Women Deserve More Opportunities For A Higher Education

By

Maybe they looked at the flowers in my hair and the white dresses I wore and automatically assumed I was theirs. That I belonged to the system of patriarchy, where men get the glory, education, money…and I am simply an accessory to all of those above me on the social ladder. They look at me and think I could never hold intelligence because I’m a “pretty girl.” I thought for years at the dinner table that my brother was the one with the brains, the one to graduate with a masters, and I was a good looking face, already determined within American society. Already predestined to fail or not obligated to be educated because I was a woman. What they did not know was that I was also a hurricane​, a mind that could float or sink ships. Yes, I learned from a very young age that I was undervalued because of my gender but that meant I learned how to fight ten times harder to discover my worth. Because I could, and have been, the smartest, loudest, most opinionated person in the room and I don’t need anyone else’s approval, especially a man’s, to do so.

They will continue to question me when I tell them I am going to be a neurologist. Why is that so? You never see a man getting a second look if he’s educated or brilliant. However, the second a girl sets off to be an engineer, doctor, mathematician, soldier, physicist…we must be especially “daring”, we must be “prodigies.” I am an equal, however I have been treated like a leftover, a last pick if no one else will show up for the job. In my career I was earn approximately $52,000 less than my male counterpart a year, simply because of my gender. The last time I checked my genitals do not correspond with my ability to care for patients, if anything it would enhance it.

I do recognize I am especially lucky to live in the country I do in the era that I am in. Pakistan is currently at a 98% abuse rate for women and little to none receive education outside of their house. Where is noise when we need it? Why has the whole world fallen so bitterly silent to the suffering of our fellow sisters? Is it because of cultural differences, religion, distance? Is it because we feel as if we are powerless ourselves? I’ve felt that most of my life. This burning need and desire to do good, to help in some way, but also a pressure to remain voiceless because I have been programmed to do so.

The world has taught you that you are property, simply marked up by how many passing visitors touch your skin at night. How many cat calls you can receive walking out of your local grocery market. How desirable your body parts are to the opposite sex and if your face matches. It’s all a game we never signed up to play…one where the only person winning is the men.

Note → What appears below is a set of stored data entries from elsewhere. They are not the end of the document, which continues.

//! WebSocket connection state machine.
//!
//! Handles the read/write loop for a single WebSocket connection,
//! dispatching subscription commands and forwarding filtered events.

use axum::extract::ws::{Message, WebSocket};
use futures_util::{SinkExt, StreamExt};
use tokio::sync::broadcast;

use super::messages::{WsCommand, WsMessage, WsMessageType};
use super::subscription::SubscriptionManager;
use crate::domain::{EngineEvent, ProductId, UserId};

/// Runs the read/write loop for a single WebSocket connection.
///
/// - Reads subscription commands from the client and applies them.
/// - Forwards matching events from the [`broadcast::Receiver`] to the client.
pub async fn run_connection(socket: WebSocket, mut event_rx: broadcast::Receiver<EngineEvent>) {
    let (mut ws_tx, mut ws_rx) = socket.split();
    let mut subs = SubscriptionManager::new();

    loop {
        tokio::select! {
            // Incoming message from client
            msg = ws_rx.next() => {
                match msg {
                    Some(Ok(Message::Text(text))) => {
                        let response = handle_text_message(&text, &mut subs);
                        if let Some(resp_json) = response
                            && ws_tx.send(Message::text(resp_json)).await.is_err() {
                                break;
                            }
                    }
                    Some(Ok(Message::Close(_))) | None => break,
                    _ => {}
                }
            }
            // Event from EventBus
            event = event_rx.recv() => {
                match event {
                    Ok(engine_event) => {
                        if subs.matches(&engine_event) {
                            let msg = WsMessage {
                                id: uuid::Uuid::new_v4().to_string(),
                                msg_type: WsMessageType::Event,
                                timestamp: chrono::Utc::now(),
                                payload: serde_json::to_value(&engine_event).unwrap_or_default(),
                            };
                            let json = serde_json::to_string(&msg).unwrap_or_default();
                            if ws_tx.send(Message::text(json)).await.is_err() {
                                break;
                            }
                        }
                    }
                    Err(broadcast::error::RecvError::Lagged(n)) => {
                        tracing::warn!(lagged = n, "ws client lagged behind event bus");
                    }
                    Err(broadcast::error::RecvError::Closed) => break,
                }
            }
        }
    }

    tracing::debug!("ws connection closed");
}

/// Parsed id lists from a subscribe/unsubscribe command.
struct ParsedIds {
    users: Vec<UserId>,
    products: Vec<ProductId>,
    wildcard: bool,
}

fn parse_ids(user_ids: &[String], product_ids: &[String]) -> ParsedIds {
    let mut parsed = ParsedIds {
        users: Vec::new(),
        products: Vec::new(),
        wildcard: false,
    };
    for raw in user_ids {
        if raw == "*" {
            parsed.wildcard = true;
        } else if let Ok(uuid) = raw.parse::<uuid::Uuid>() {
            parsed.users.push(UserId::from_uuid(uuid));
        }
    }
    for raw in product_ids {
        if raw == "*" {
            parsed.wildcard = true;
        } else {
            parsed.products.push(ProductId::new(raw));
        }
    }
    parsed
}

/// Handles a text message from the client, returning an optional JSON response.
fn handle_text_message(text: &str, subs: &mut SubscriptionManager) -> Option<String> {
    let Ok(msg) = serde_json::from_str::<WsMessage>(text) else {
        let err = WsMessage {
            id: String::new(),
            msg_type: WsMessageType::Error,
            timestamp: chrono::Utc::now(),
            payload: serde_json::json!({
                "code": 400,
                "message": "malformed JSON"
            }),
        };
        return serde_json::to_string(&err).ok();
    };

    match serde_json::from_value::<WsCommand>(msg.payload.clone()) {
        Ok(WsCommand::Subscribe {
            user_ids,
            product_ids,
        }) => {
            let parsed = parse_ids(&user_ids, &product_ids);
            subs.subscribe(&parsed.users, &parsed.products, parsed.wildcard);
            let response = WsMessage {
                id: msg.id,
                msg_type: WsMessageType::Response,
                timestamp: chrono::Utc::now(),
                payload: serde_json::json!({
                    "subscribed_users": parsed.users.iter().map(ToString::to_string).collect::<Vec<_>>(),
                    "subscribed_products": parsed.products.iter().map(ToString::to_string).collect::<Vec<_>>(),
                    "count": subs.count(),
                    "wildcard": subs.is_subscribed_all(),
                }),
            };
            serde_json::to_string(&response).ok()
        }
        Ok(WsCommand::Unsubscribe {
            user_ids,
            product_ids,
        }) => {
            let parsed = parse_ids(&user_ids, &product_ids);
            subs.unsubscribe(&parsed.users, &parsed.products);
            let response = WsMessage {
                id: msg.id,
                msg_type: WsMessageType::Response,
                timestamp: chrono::Utc::now(),
                payload: serde_json::json!({
                    "remaining_count": subs.count(),
                }),
            };
            serde_json::to_string(&response).ok()
        }
        Err(_) => {
            let err = WsMessage {
                id: msg.id,
                msg_type: WsMessageType::Error,
                timestamp: chrono::Utc::now(),
                payload: serde_json::json!({
                    "code": 404,
                    "message": "unknown command"
                }),
            };
            serde_json::to_string(&err).ok()
        }
    }
}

Because I am still a fucking hurricane.​ I am a storm whether he violated me or not, I know my value, it has not been tarnished by his filthy hands. I am one whether I am rich or poor, whether I graduated with doctorates or spend my days traveling the world with my art. I am one whether I love a man or a woman, and I will tell them that my body is mine, never theirs, until they have seen my soul.

I will never let someone label me as just a “pretty girl”, I grew up being that girl and I will never go back to being such a hollow shell again. Because I am also a musician, a writer, an advocate, a hard worker, a sister, a daughter, a friend. I am so much more than a petite word. I am powerful, and capable of moving mountains.